Comment allez-vous aider Neptune ?

Je crois pouvoir apporter beaucoup de valeur avec mon Rolodex pour les aider à accélérer leur croissance. Les extracteurs sont moins connus du public et gagnent à l’être. Il y aura peut-être une surcapacité de production en ce qui concerne la fleur, mais les extracteurs ne seront pas affectés par cette dynamique de marché. Au contraire, ça fera peut-être en sorte d’abaisser leurs coûts d’approvisionnement. Les extracteurs sont très bien positionnés pour les prochaines années. C’est tôt dans leur stade de développement. La demande pour les services d’extraction va exploser avec l’arrivée des produits dérivés comme les boissons, vaporisateurs, etc.

Quel a été votre meilleur coup en carrière ?

Je pense que c’est ma recommandation d’achat sur Canopy. J’ai amorcé la couverture alors que le titre valait 1,80 $. Il est à 60 $ quatre ans plus tard. C’est dur de battre ça.

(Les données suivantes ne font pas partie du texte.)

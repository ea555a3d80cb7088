//! In-memory todo collection.
//!
//! Todos live in a flat arena keyed by uid. A separate `parent -> children`
//! index keeps sibling order; the root sentinel (`""`) is an ordinary key
//! in that index. Position paths are never stored here.

use std::collections::{HashMap, HashSet};

use crate::error::{Error, Result};
use crate::model::{Todo, ROOT};

#[derive(Debug, Clone, Default)]
pub struct Collection {
    todos: HashMap<String, Todo>,
    children: HashMap<String, Vec<String>>,
}

impl Collection {
    pub fn new() -> Self {
        Self::default()
    }

    /// Build a collection from todos in stored order.
    ///
    /// Sibling order follows the order of `todos`. Todos pointing at a
    /// missing parent are reattached to the root. Duplicate uids and
    /// parent cycles are rejected with a description of the problem.
    pub fn from_todos(todos: Vec<Todo>) -> std::result::Result<Self, String> {
        let mut collection = Self::new();
        let mut order = Vec::with_capacity(todos.len());

        for todo in todos {
            if todo.uid.is_empty() {
                return Err("todo with empty uid".to_string());
            }
            if collection.todos.contains_key(&todo.uid) {
                return Err(format!("duplicate uid {}", todo.uid));
            }
            order.push(todo.uid.clone());
            collection.todos.insert(todo.uid.clone(), todo);
        }

        for uid in &order {
            let parent = collection.todos[uid].parent_uid.clone();
            let parent = if parent != ROOT && !collection.todos.contains_key(&parent) {
                tracing::warn!(uid = %uid, parent = %parent, "parent missing; reattaching to root");
                if let Some(todo) = collection.todos.get_mut(uid) {
                    todo.parent_uid = ROOT.to_string();
                }
                ROOT.to_string()
            } else {
                parent
            };
            collection
                .children
                .entry(parent)
                .or_default()
                .push(uid.clone());
        }

        let reachable = collection.descendants(ROOT).len();
        if reachable != collection.todos.len() {
            return Err(format!(
                "parent cycle detected ({} of {} todos unreachable from root)",
                collection.todos.len() - reachable,
                collection.todos.len()
            ));
        }

        Ok(collection)
    }

    pub fn len(&self) -> usize {
        self.todos.len()
    }

    pub fn is_empty(&self) -> bool {
        self.todos.is_empty()
    }

    pub fn contains(&self, uid: &str) -> bool {
        self.todos.contains_key(uid)
    }

    pub fn get(&self, uid: &str) -> Option<&Todo> {
        self.todos.get(uid)
    }

    fn get_mut(&mut self, uid: &str) -> Result<&mut Todo> {
        self.todos
            .get_mut(uid)
            .ok_or_else(|| Error::RefNotFound(uid.to_string()))
    }

    /// Insert a todo under its `parent_uid`, first or last among siblings.
    pub fn insert(&mut self, todo: Todo, at_end: bool) -> Result<()> {
        if self.todos.contains_key(&todo.uid) {
            return Err(Error::Validation(format!("duplicate uid {}", todo.uid)));
        }
        if todo.parent_uid != ROOT && !self.todos.contains_key(&todo.parent_uid) {
            return Err(Error::RefNotFound(todo.parent_uid.clone()));
        }

        let siblings = self.children.entry(todo.parent_uid.clone()).or_default();
        if at_end {
            siblings.push(todo.uid.clone());
        } else {
            siblings.insert(0, todo.uid.clone());
        }
        self.todos.insert(todo.uid.clone(), todo);
        Ok(())
    }

    /// Remove a todo together with all of its descendants.
    ///
    /// Returns the removed todos in depth-first order.
    pub fn remove(&mut self, uid: &str) -> Vec<Todo> {
        let Some(todo) = self.todos.get(uid) else {
            return Vec::new();
        };
        let parent = todo.parent_uid.clone();
        if let Some(siblings) = self.children.get_mut(&parent) {
            siblings.retain(|sibling| sibling != uid);
        }

        let mut doomed = vec![uid.to_string()];
        doomed.extend(self.descendants(uid));

        let mut removed = Vec::with_capacity(doomed.len());
        for id in doomed {
            self.children.remove(&id);
            if let Some(todo) = self.todos.remove(&id) {
                removed.push(todo);
            }
        }
        removed
    }

    /// Move a todo to the end of `new_parent`'s children.
    ///
    /// Does not check for cycles; callers must.
    pub fn reparent(&mut self, uid: &str, new_parent: &str) -> Result<()> {
        if new_parent != ROOT && !self.todos.contains_key(new_parent) {
            return Err(Error::RefNotFound(new_parent.to_string()));
        }
        let old_parent = self.get_mut(uid)?.parent_uid.clone();
        if let Some(siblings) = self.children.get_mut(&old_parent) {
            siblings.retain(|sibling| sibling != uid);
        }
        self.children
            .entry(new_parent.to_string())
            .or_default()
            .push(uid.to_string());

        let todo = self.get_mut(uid)?;
        todo.parent_uid = new_parent.to_string();
        todo.touch();
        Ok(())
    }

    /// Move a todo to the end of its current parent's children.
    pub fn move_to_end(&mut self, uid: &str) -> Result<()> {
        let parent = self
            .get(uid)
            .ok_or_else(|| Error::RefNotFound(uid.to_string()))?
            .parent_uid
            .clone();
        if let Some(siblings) = self.children.get_mut(&parent) {
            siblings.retain(|sibling| sibling != uid);
            siblings.push(uid.to_string());
        }
        Ok(())
    }

    pub fn mutate_text(&mut self, uid: &str, text: &str) -> Result<()> {
        self.get_mut(uid)?.set_text(text);
        Ok(())
    }

    pub fn mutate_status(&mut self, uid: &str, dimension: &str, state: &str) -> Result<()> {
        self.get_mut(uid)?.set_status(dimension, state);
        Ok(())
    }

    /// Child uids of `parent_uid` in stored order.
    pub fn children(&self, parent_uid: &str) -> &[String] {
        self.children
            .get(parent_uid)
            .map(Vec::as_slice)
            .unwrap_or(&[])
    }

    pub fn iterate_children<'a>(&'a self, parent_uid: &str) -> impl Iterator<Item = &'a Todo> + 'a {
        self.children(parent_uid)
            .iter()
            .filter_map(move |uid| self.todos.get(uid))
    }

    /// Every todo, depth-first in stored sibling order.
    pub fn iterate_all(&self) -> impl Iterator<Item = &Todo> + '_ {
        self.descendants(ROOT)
            .into_iter()
            .filter_map(move |uid| self.todos.get(&uid))
    }

    /// Uids below `uid`, depth-first, excluding `uid` itself.
    pub fn descendants(&self, uid: &str) -> Vec<String> {
        let mut out = Vec::new();
        let mut stack: Vec<&String> = self.children(uid).iter().rev().collect();
        let mut seen = HashSet::new();
        while let Some(current) = stack.pop() {
            if !seen.insert(current.as_str()) {
                continue;
            }
            out.push(current.clone());
            stack.extend(self.children(current).iter().rev());
        }
        out
    }

    /// Uids from the parent of `uid` up to (excluding) the root.
    pub fn ancestors(&self, uid: &str) -> Vec<String> {
        let mut out = Vec::new();
        let mut seen = HashSet::new();
        let mut current = self.get(uid).map(|todo| todo.parent_uid.clone());
        while let Some(parent) = current {
            if parent == ROOT || !seen.insert(parent.clone()) {
                break;
            }
            current = self.get(&parent).map(|todo| todo.parent_uid.clone());
            out.push(parent);
        }
        out
    }

    /// Whether `candidate` sits somewhere below `ancestor`.
    pub fn is_descendant(&self, candidate: &str, ancestor: &str) -> bool {
        self.ancestors(candidate).iter().any(|uid| uid == ancestor)
    }

    /// Number of ancestors between `uid` and the root.
    pub fn depth(&self, uid: &str) -> usize {
        self.ancestors(uid).len()
    }

    /// Todos in the order they should be persisted.
    pub fn to_todos(&self) -> Vec<Todo> {
        self.iterate_all().cloned().collect()
    }
}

Quel a été votre pire coup ?

Il y en a plusieurs. Ma première recommandation d’achat alors que je travaillais chez Desjardins a été Garda. L’entreprise a eu des problèmes d’endettement et l’action est rapidement passée de 10 $ à 2 $. Il y a aussi eu GLG Life Tech, un fabricant de sucre non calorique à base de plante. C’était ma première recommandation à mon arrivée chez GMP. L’action est vite passée de 10 $ à 1 $. On voyait énormément de potentiel, mais l’exécution n’était pas au rendez-vous. Je peux me permettre d’en rire, car personne ne frappe pour 100 % à la Bourse. Il suffit d’apprendre de ses erreurs et de ne pas les répéter.

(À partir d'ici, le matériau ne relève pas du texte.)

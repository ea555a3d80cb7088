//! Mutation engine: attribute changes and their consequences.
//!
//! Completion propagates in both directions:
//! - completing a todo completes every pending descendant
//! - after any completion or structure change, ancestors are rolled up:
//!   all children done makes the parent done, all children pending makes
//!   it pending, and a done parent with mixed children is reopened.
//!   The walk stops at the first ancestor that does not change.

use std::fmt;
use std::str::FromStr;

use crate::collection::Collection;
use crate::error::{Error, Result};
use crate::model::{Completion, Todo, COMPLETION, ROOT};
use crate::parser::Node;
use crate::resolver::Resolver;

/// Attributes that `set_attribute` can change.
#[derive(Debug, Clone, Copy, PartialEq, Eq)]
pub enum Attribute {
    Completion,
    Text,
    Parent,
}

impl Attribute {
    pub fn as_str(self) -> &'static str {
        match self {
            Attribute::Completion => "completion",
            Attribute::Text => "text",
            Attribute::Parent => "parent",
        }
    }
}

impl fmt::Display for Attribute {
    fn fmt(&self, f: &mut fmt::Formatter<'_>) -> fmt::Result {
        f.write_str(self.as_str())
    }
}

impl FromStr for Attribute {
    type Err = Error;

    fn from_str(s: &str) -> std::result::Result<Self, Self::Err> {
        match s {
            "completion" => Ok(Attribute::Completion),
            "text" => Ok(Attribute::Text),
            "parent" => Ok(Attribute::Parent),
            other => Err(Error::Validation(format!("unknown attribute '{other}'"))),
        }
    }
}

/// A resolved attribute change, ready to apply to a uid.
#[derive(Debug, Clone, PartialEq, Eq)]
pub enum Change {
    Completion(Completion),
    Text(String),
    /// New parent uid; `ROOT` for top level.
    Parent(String),
}

/// Owns a collection for the duration of one command.
#[derive(Debug, Clone)]
pub struct Engine {
    collection: Collection,
    short_id_min_len: usize,
}
//! todo - hierarchical todo lists in a single JSON file
//!
//! This library provides the core of the `todo` CLI.
//!
//! # Core Concepts
//!
//! - **Uids**: every todo has an opaque, permanent identifier
//! - **Position paths**: derived coordinates such as `1.2` or `c1`,
//!   numbered separately for pending and done siblings
//! - **References**: a position path, a uid prefix, or a text fragment
//! - **Propagation**: completing a todo completes its subtree; parents
//!   follow their children
//!
//! # Module Organization
//!
//! - `cli`: Command-line interface using clap
//! - `commands`: Declarative command table and dispatcher
//! - `config`: Configuration loading from `config.toml`
//! - `error`: Error types and result aliases
//! - `model`: Todo records and completion states
//! - `collection`: In-memory todos with parent/child indices
//! - `store`: JSON persistence and legacy format migration
//! - `position`: Position path grammar, generation and lookup
//! - `resolver`: Reference resolution
//! - `engine`: Mutations and status propagation
//! - `parser`: Bullet-list parsing for bulk add
//! - `scope`: Store path selection (project vs. global)
//! - `editor`: External editor integration
//! - `output`: Output formats and renderers
//! - `lock`: File locking and atomic writes

pub mod cli;
pub mod collection;
pub mod commands;
pub mod config;
pub mod editor;
pub mod engine;
pub mod error;
pub mod lock;
pub mod model;
pub mod output;
pub mod parser;
pub mod position;
pub mod resolver;
pub mod scope;
pub mod store;

pub use error::{Error, Result};
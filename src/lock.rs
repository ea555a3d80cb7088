//! Store locking and atomic replacement
//!
//! Every mutating command runs load, mutate and save while holding an
//! exclusive advisory lock (fs2/flock). The lock file does not live next
//! to the store: it sits in `<temp>/todo-locks/`, named after the store's
//! absolute path. Saves go through a temp file in the store's directory
//! that is synced and then renamed over the store.

use std::fs::{self, File, OpenOptions};
use std::io::{self, Write};
use std::path::{Path, PathBuf};
use std::time::{Duration, Instant};

use fs2::FileExt;
use uuid::Uuid;

use crate::error::{Error, Result};

/// How long a writer waits for the store lock by default
pub const DEFAULT_LOCK_TIMEOUT_MS: u64 = 5000;

const POLL_INTERVAL: Duration = Duration::from_millis(25);

const LOCK_DIR: &str = "todo-locks";

/// Lock file for `store_path`; every process derives the same name.
pub fn lock_path_for(store_path: &Path) -> PathBuf {
    let absolute = std::path::absolute(store_path).unwrap_or_else(|_| store_path.to_path_buf());
    let key = Uuid::new_v5(&Uuid::NAMESPACE_URL, absolute.to_string_lossy().as_bytes());
    std::env::temp_dir()
        .join(LOCK_DIR)
        .join(format!("{}.lock", key.simple()))
}

/// Held store lock; dropping it unlocks.
#[derive(Debug)]
pub struct FileLock {
    file: File,
    path: PathBuf,
}

impl FileLock {
    /// Block until the lock at `path` is ours, or fail with
    /// [`Error::LockFailed`] after `timeout_ms`.
    pub fn acquire(path: impl AsRef<Path>, timeout_ms: u64) -> Result<Self> {
        let path = path.as_ref();
        if let Some(dir) = path.parent() {
            fs::create_dir_all(dir)?;
        }
        let file = OpenOptions::new()
            .read(true)
            .write(true)
            .create(true)
            .truncate(false)
            .open(path)?;

        let deadline = Instant::now() + Duration::from_millis(timeout_ms);
        loop {
            match file.try_lock_exclusive() {
                Ok(()) => break,
                Err(err) if busy(&err) && Instant::now() < deadline => {
                    std::thread::sleep(POLL_INTERVAL);
                }
                Err(err) if busy(&err) => {
                    tracing::warn!(path = %path.display(), timeout_ms, "gave up waiting for store lock");
                    return Err(Error::LockFailed(path.to_path_buf()));
                }
                Err(err) => return Err(Error::Io(err)),
            }
        }

        tracing::debug!(path = %path.display(), "store lock acquired");
        Ok(Self {
            file,
            path: path.to_path_buf(),
        })
    }

    pub fn path(&self) -> &Path {
        &self.path
    }
}

impl Drop for FileLock {
    fn drop(&mut self) {
        let _ = self.file.unlock();
        tracing::debug!(path = %self.path.display(), "store lock released");
    }
}

fn busy(err: &io::Error) -> bool {
    if err.kind() == io::ErrorKind::WouldBlock {
        return true;
    }
    // ERROR_SHARING_VIOLATION / ERROR_LOCK_VIOLATION
    cfg!(windows) && matches!(err.raw_os_error(), Some(32) | Some(33))
}

/// Replace `path` with `data` so readers see either the old or the new
/// document, never a mix.
pub fn write_atomic(path: impl AsRef<Path>, data: &[u8]) -> Result<()> {
    let path = path.as_ref();
    let dir = match path.parent() {
        Some(dir) if !dir.as_os_str().is_empty() => dir,
        _ => Path::new("."),
    };
    fs::create_dir_all(dir)?;

    let mut temp = tempfile::Builder::new()
        .prefix(".todos-")
        .suffix(".tmp")
        .tempfile_in(dir)?;
    temp.write_all(data)?;
    temp.as_file().sync_all()?;
    temp.persist(path).map_err(|err| Error::Io(err.error))?;
    Ok(())
}
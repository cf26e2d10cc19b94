//! Implementation of `relbuild --verify`.

use std::path::Path;

use anyhow::{Context, Result, bail};

use relbuild_lib::manifest::{EntryStatus, verify_manifest};

use crate::output::{OutputFormat, Status, field, json, short_digest, status};

/// Recompute every archive digest listed in `manifest` and fail if any differ.
pub fn cmd_verify(manifest: &Path, output: OutputFormat) -> Result<()> {
  let report = verify_manifest(manifest).with_context(|| format!("Failed to verify manifest: {}", manifest.display()))?;

  if output.is_json() {
    json(&report)?;
  } else {
    for (entry, outcome) in &report.results {
      match outcome {
        EntryStatus::Ok => status(Status::Done, &format!("{} {}", entry.file_name, short_digest(&entry.digest))),
        EntryStatus::Mismatch { actual } => status(
          Status::Warn,
          &format!(
            "{}: expected {}, got {}",
            entry.file_name,
            short_digest(&entry.digest),
            short_digest(actual)
          ),
        ),
        EntryStatus::Missing => status(Status::Warn, &format!("{}: missing", entry.file_name)),
      }
    }
    println!();
    field("Archives checked", &report.results.len().to_string());
  }

  let failed = report.failures().count();
  if failed > 0 {
    bail!("{} of {} archive(s) failed verification", failed, report.results.len());
  }

  Ok(())
}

Quelle est la plus belle entreprise que vous avez suivie ?

Sans aucun doute, la plus belle est Couche-Tard. Les synergies que cette entreprise extrait de ses acquisitions sont sans égales au pays. En moyenne, Couche-Tard augmente le bénéfice d’exploitation des entreprises acquises de 40 % à 50 %. C’est phénoménal. C’est rendu le plus gros client d’Exxon et de Shell dans le monde. Leur pouvoir d’achat est énorme. Et ce qui est intéressant, c’est que Couche-Tard peut prendre de l’expansion mondialement. Un dépanneur au Mexique, en Chine ou en Allemagne vend la même chose : bouteilles d’eau, Pepsi, bière, chocolat, etc. Les mêmes fournisseurs partout. Tu peux aller chercher des économies de volume. Le modèle d’affaires est fantastique.

Qui est le meilleur PDG que vous avez rencontré ?

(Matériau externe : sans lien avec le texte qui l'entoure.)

//! Packaging a platform's executables into one distributable archive.
//!
//! The container format depends only on the target OS: Windows gets a zip
//! with deflate-compressed entries, everything else a gzip-compressed tar.
//! Either way the archive holds a single top-level directory named
//! `<product>-<os>-<arch>-<version>` containing one entry per component.
//!
//! The SHA-256 recorded in the manifest is computed by a [`HashingWriter`]
//! sitting directly in front of the output file, so it covers exactly the
//! bytes written and the archive is never read back.
//!
//! [`HashingWriter`]: crate::util::hash::HashingWriter

mod tarball;
mod zipfile;

use std::fmt;
use std::fs;
use std::path::{Path, PathBuf};

use serde::Serialize;
use thiserror::Error;
use tracing::info;

use crate::build::builder::executable_path;
use crate::catalog::Catalog;
use crate::manifest::ManifestEntry;
use crate::platform::{Os, Platform, exe_name};
use crate::util::hash::Sha256Sum;

/// Errors that can occur while writing an archive.
#[derive(Debug, Error)]
pub enum ArchiveError {
  #[error("failed to create archive directory {path}: {source}")]
  CreateDir {
    path: String,
    #[source]
    source: std::io::Error,
  },

  /// A build output is absent. Archiving assumes the build phase already ran.
  #[error("missing build output {path}")]
  MissingExecutable { path: String },

  #[error("failed to read {path}: {source}")]
  ReadExecutable {
    path: String,
    #[source]
    source: std::io::Error,
  },

  #[error("failed to write archive {path}: {source}")]
  Write {
    path: String,
    #[source]
    source: std::io::Error,
  },

  #[error("failed to write zip archive {path}: {source}")]
  Zip {
    path: String,
    #[source]
    source: zip::result::ZipError,
  },
}

/// Container format of a platform archive.
#[derive(Debug, Clone, Copy, PartialEq, Eq, Serialize)]
#[serde(rename_all = "kebab-case")]
pub enum ArchiveFormat {
  TarGz,
  Zip,
}

impl ArchiveFormat {
  pub fn for_os(os: Os) -> Self {
    match os {
      Os::Windows => Self::Zip,
      _ => Self::TarGz,
    }
  }

  pub fn extension(&self) -> &'static str {
    match self {
      Self::TarGz => ".tar.gz",
      Self::Zip => ".zip",
    }
  }
}

impl fmt::Display for ArchiveFormat {
  fn fmt(&self, f: &mut fmt::Formatter<'_>) -> fmt::Result {
    f.write_str(self.extension().trim_start_matches('.'))
  }
}

/// One file to place in an archive.
#[derive(Debug, Clone)]
pub struct ArchiveMember {
  /// Entry name relative to the archive's top-level directory.
  pub name: String,
  pub source: PathBuf,
  pub size: u64,
}

impl ArchiveMember {
  /// Describe `source` as entry `name`, failing if it does not exist.
  pub fn from_path(name: impl Into<String>, source: &Path) -> Result<Self, ArchiveError> {
    let metadata = match fs::metadata(source) {
      Ok(m) if m.is_file() => m,
      Ok(_) => {
        return Err(ArchiveError::MissingExecutable {
          path: source.display().to_string(),
        });
      }
      Err(e) if e.kind() == std::io::ErrorKind::NotFound => {
        return Err(ArchiveError::MissingExecutable {
          path: source.display().to_string(),
        });
      }
      Err(source_err) => {
        return Err(ArchiveError::ReadExecutable {
          path: source.display().to_string(),
          source: source_err,
        });
      }
    };

    Ok(Self {
      name: name.into(),
      source: source.to_path_buf(),
      size: metadata.len(),
    })
  }
}

/// Digest and length of a finished archive.
#[derive(Debug, Clone, Copy)]
pub(crate) struct Written {
  pub digest: Sha256Sum,
  pub size: u64,
}

/// A finished archive.
#[derive(Debug, Clone, Serialize)]
pub struct ArchiveOutput {
  pub platform: Platform,
  pub format: ArchiveFormat,
  pub path: PathBuf,
  pub size: u64,
  pub entry: ManifestEntry,
}

/// Write `members` under `top_dir/` into `dest` using `format`.
///
/// `dest`'s parent directory must exist; the zip path stages its container
/// there before streaming it into `dest`.
pub fn write_archive(
  format: ArchiveFormat,
  dest: &Path,
  top_dir: &str,
  members: &[ArchiveMember],
) -> Result<(Sha256Sum, u64), ArchiveError> {
  let written = match format {
    ArchiveFormat::TarGz => tarball::write_tar_gz(dest, top_dir, members)?,
    ArchiveFormat::Zip => zipfile::write_zip(dest, top_dir, members)?,
  };
  Ok((written.digest, written.size))
}

/// Packages every component of a catalog for one platform at a time.
#[derive(Debug, Clone)]
pub struct Archiver<'a> {
  catalog: &'a Catalog,
  bin_dir: &'a Path,
  archive_dir: &'a Path,
}

impl<'a> Archiver<'a> {
  pub fn new(catalog: &'a Catalog, bin_dir: &'a Path, archive_dir: &'a Path) -> Self {
    Self {
      catalog,
      bin_dir,
      archive_dir,
    }
  }

  /// Path of the archive for `platform`.
  pub fn archive_path(&self, platform: &Platform) -> PathBuf {
    let format = ArchiveFormat::for_os(platform.os);
    self
      .archive_dir
      .join(format!("{}{}", self.catalog.archive_name(platform), format.extension()))
  }

  /// Archive all of `platform`'s executables and return the manifest entry for it.
  ///
  /// Every executable must already exist; a missing one fails before the
  /// archive file is created.
  pub fn archive(&self, platform: &Platform) -> Result<ArchiveOutput, ArchiveError> {
    fs::create_dir_all(self.archive_dir).map_err(|source| ArchiveError::CreateDir {
      path: self.archive_dir.display().to_string(),
      source,
    })?;

    let members = self
      .catalog
      .components
      .iter()
      .map(|component| {
        let source = executable_path(self.bin_dir, component, platform);
        ArchiveMember::from_path(exe_name(&component.module, platform.os), &source)
      })
      .collect::<Result<Vec<_>, _>>()?;

    let format = ArchiveFormat::for_os(platform.os);
    let path = self.archive_path(platform);
    info!(path = %path.display(), "archive");

    let top_dir = self.catalog.archive_name(platform);
    let (digest, size) = write_archive(format, &path, &top_dir, &members)?;

    let file_name = path
      .file_name()
      .map(|n| n.to_string_lossy().into_owned())
      .unwrap_or_default();

    Ok(ArchiveOutput {
      platform: *platform,
      format,
      size,
      entry: ManifestEntry::new(file_name, digest),
      path,
    })
  }
}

Ce qu’Alain Bouchard a bâti avec Couche-Tard est impressionnant. Mais je dirais Bruce Linton, de Canopy, en raison de sa vision. On peut mesurer sa performance avec d’autres entreprises qui ont obtenu leur licence en même temps que lui. Ces entreprises ne valent aujourd’hui que des fractions de la capitalisation boursière de Canopy. On peut donc comparer des pommes avec des pommes. On peut voir qu’il a surperformé de façon magistrale ses concurrents. Il a créé énormément de valeur pour ses actionnaires.

Quel est le secret de votre succès ?

Le travail. J’ai toujours eu comme approche que les gens veulent mon poste. Si je ne donne pas tout ce que j’ai, je vais me faire remplacer. J’ai toujours eu un petit côté enquêteur. J’ai toujours voulu creuser, parler aux concurrents et appeler d’anciens employés pour forger ma propre opinion. On appelle ça des « channel checks » dans le jargon.

Qui est Martin Landry ?

Âge : 42 ans Lieu de naissance : Thetford Mines Études universitaires : Concordia Expérience : analyste chez GMP (2011-2019), analyste chez Desjardins (2008-2011), analyste chez BMO (2005-2008) Spécialités : petites et grandes capitalisations dans le secteur de la consommation et du commerce de détail Entreprises suivies durant sa carrière d’analyste : Couche-Tard, Gildan, Saputo, BRP, Transat, Mega Brands, Marché Goodfood, Lunetterie New Look, etc.